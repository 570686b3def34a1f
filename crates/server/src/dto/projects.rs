//! # Project Data Transfer Objects
//!
//! Request and response types for project management and the
//! project-application workflow.

use serde::{Deserialize, Serialize};
use validator::Validate;

/// A milestone supplied inline with project creation
#[derive(Debug, Clone, PartialEq, Deserialize, Validate)]
pub struct MilestoneInput {
    /// Milestone title
    #[validate(length(min = 1, max = 255, message = "Milestone title is required"))]
    pub title:       String,
    /// Milestone description
    pub description: Option<String>,
    /// Due date, YYYY-MM-DD
    #[validate(length(min = 1, message = "Due date is required"))]
    pub due_date:    String,
    /// Percentage contribution to the project grade, (0, 100]
    pub weightage:   f32,
}

/// Request to create a new project
#[derive(Debug, Clone, PartialEq, Deserialize, Validate)]
pub struct CreateProjectRequest {
    /// Project title
    #[validate(length(min = 1, max = 255, message = "Title must be between 1 and 255 characters"))]
    pub title:       String,
    /// Project description
    #[validate(length(min = 1, message = "Description is required"))]
    pub description: String,
    /// Academic year the project targets
    #[validate(length(min = 1, max = 64, message = "Year is required"))]
    pub year:        String,
    /// Free-form tags
    pub tags:        Option<Vec<String>>,
    /// Milestones created together with the project
    #[serde(default)]
    #[validate(nested)]
    pub milestones:  Vec<MilestoneInput>,
}

/// Request to update an existing project
#[derive(Debug, Clone, PartialEq, Deserialize, Validate)]
pub struct UpdateProjectRequest {
    /// Updated title
    #[validate(length(min = 1, max = 255, message = "Title must be between 1 and 255 characters"))]
    pub title:       Option<String>,
    /// Updated description
    pub description: Option<String>,
    /// Updated year
    pub year:        Option<String>,
    /// Updated tags
    pub tags:        Option<Vec<String>>,
}

/// Request to change a project's status
#[derive(Debug, Clone, PartialEq, Eq, Deserialize, Validate)]
pub struct UpdateProjectStatusRequest {
    /// New status (open, in_progress, completed, cancelled)
    #[validate(length(min = 1, message = "Status is required"))]
    pub status: String,
}

/// Response for a single project
#[derive(Debug, Clone, PartialEq, Serialize)]
pub struct ProjectResponse {
    /// Project's unique identifier
    pub id:           i32,
    /// Project title
    pub title:        String,
    /// Project description
    pub description:  String,
    /// Academic year
    pub year:         String,
    /// Tags
    pub tags:         Vec<String>,
    /// Project status
    pub status:       String,
    /// Owning professor's user ID
    pub professor_id: i32,
    /// Number of milestones
    pub milestone_count: u64,
    /// Creation timestamp (RFC 3339)
    pub created_at:   String,
}

/// Response for project lists
#[derive(Debug, Clone, PartialEq, Serialize)]
pub struct ProjectListResponse {
    /// Whether the operation was successful
    pub success:  bool,
    /// Projects
    pub projects: Vec<ProjectResponse>,
}

/// A project as seen by a browsing student
#[derive(Debug, Clone, PartialEq, Serialize)]
pub struct AvailableProjectResponse {
    /// Project's unique identifier
    pub id:              i32,
    /// Project title
    pub title:           String,
    /// Project description
    pub summary:         String,
    /// Professor full name, "Unknown" when the user row is missing
    pub professor:       String,
    /// Professor department, "Unknown" when not recorded
    pub department:      String,
    /// Tags
    pub tags:            Vec<String>,
    /// Latest milestone due date (RFC 3339 date), if any milestones exist
    pub deadline:        Option<String>,
    /// Whether one of the student's teams already applied
    pub has_applied:     bool,
    /// Whether the derived deadline is in the past
    pub deadline_passed: bool,
    /// Project status
    pub status:          String,
}

/// Request for a team to apply to a project
#[derive(Debug, Clone, PartialEq, Eq, Deserialize, Validate)]
pub struct ApplyTeamRequest {
    /// The applying team
    #[validate(range(min = 1, message = "Team ID is required"))]
    pub team_id:    i32,
    /// The project applied to
    #[validate(range(min = 1, message = "Project ID is required"))]
    pub project_id: i32,
    /// Motivation shown to the professor
    #[validate(length(max = 4000, message = "Motivation must not exceed 4000 characters"))]
    pub motivation: Option<String>,
}

/// Request for a professor to set a team's status directly
#[derive(Debug, Clone, PartialEq, Eq, Deserialize, Validate)]
pub struct UpdateTeamStatusRequest {
    /// New status (approved, rejected, pending)
    #[validate(length(min = 1, message = "Status is required"))]
    pub status: String,
}

/// Response for a team application
#[derive(Debug, Clone, PartialEq, Eq, Serialize)]
pub struct TeamApplicationResponse {
    /// Application record ID
    pub id:            i32,
    /// Project applied to
    pub project_id:    i32,
    /// Project title
    pub project_title: String,
    /// Applying team
    pub team_id:       i32,
    /// Team name
    pub team_name:     String,
    /// Application status
    pub status:        String,
    /// Motivation text
    pub motivation:    Option<String>,
    /// Creation timestamp (RFC 3339)
    pub created_at:    String,
}

/// Response for application lists
#[derive(Debug, Clone, PartialEq, Eq, Serialize)]
pub struct TeamApplicationListResponse {
    /// Whether the operation was successful
    pub success:      bool,
    /// Applications
    pub applications: Vec<TeamApplicationResponse>,
}

/// Response for an uploaded project resource
#[derive(Debug, Clone, PartialEq, Eq, Serialize)]
pub struct ResourceResponse {
    /// Resource record ID
    pub id:          i32,
    /// Owning project
    pub project_id:  i32,
    /// Original filename
    pub filename:    String,
    /// Upload timestamp (RFC 3339)
    pub uploaded_at: String,
}

/// Generic success response
#[derive(Debug, Clone, PartialEq, Eq, Serialize)]
pub struct SuccessResponse {
    /// Whether the operation was successful
    pub success: bool,
    /// Human-readable outcome
    pub message: String,
}

#[cfg(test)]
mod tests {
    use super::*;

    #[test]
    fn test_create_project_request_valid() {
        let req = CreateProjectRequest {
            title:       "Distributed key-value store".to_string(),
            description: "Build and evaluate a replicated KV store".to_string(),
            year:        "4".to_string(),
            tags:        Some(vec!["systems".to_string()]),
            milestones:  vec![MilestoneInput {
                title:       "Design document".to_string(),
                description: None,
                due_date:    "2025-03-01".to_string(),
                weightage:   20.0,
            }],
        };
        assert!(req.validate().is_ok());
    }

    #[test]
    fn test_create_project_request_missing_title() {
        let req = CreateProjectRequest {
            title:       String::new(),
            description: "d".to_string(),
            year:        "4".to_string(),
            tags:        None,
            milestones:  vec![],
        };
        assert!(req.validate().is_err());
    }

    #[test]
    fn test_nested_milestone_validation() {
        let req = CreateProjectRequest {
            title:       "t".to_string(),
            description: "d".to_string(),
            year:        "4".to_string(),
            tags:        None,
            milestones:  vec![MilestoneInput {
                title:       String::new(),
                description: None,
                due_date:    "2025-03-01".to_string(),
                weightage:   20.0,
            }],
        };
        assert!(req.validate().is_err());
    }

    #[test]
    fn test_apply_team_request_requires_ids() {
        let req = ApplyTeamRequest {
            team_id:    0,
            project_id: 1,
            motivation: None,
        };
        assert!(req.validate().is_err());
    }
}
────────
• [Work request]
Starting with the first line above and ending with the line that holds "use validator::Validate;", restate each line word for word and add nothing else.

• [Solution to this exercise]
repository 570686b3def34a1f
filename crates/server/src/dto/projects.rs
//! # Project Data Transfer Objects
//!
//! Request and response types for project management and the
//! project-application workflow.

use serde::{Deserialize, Serialize};
use validator::Validate;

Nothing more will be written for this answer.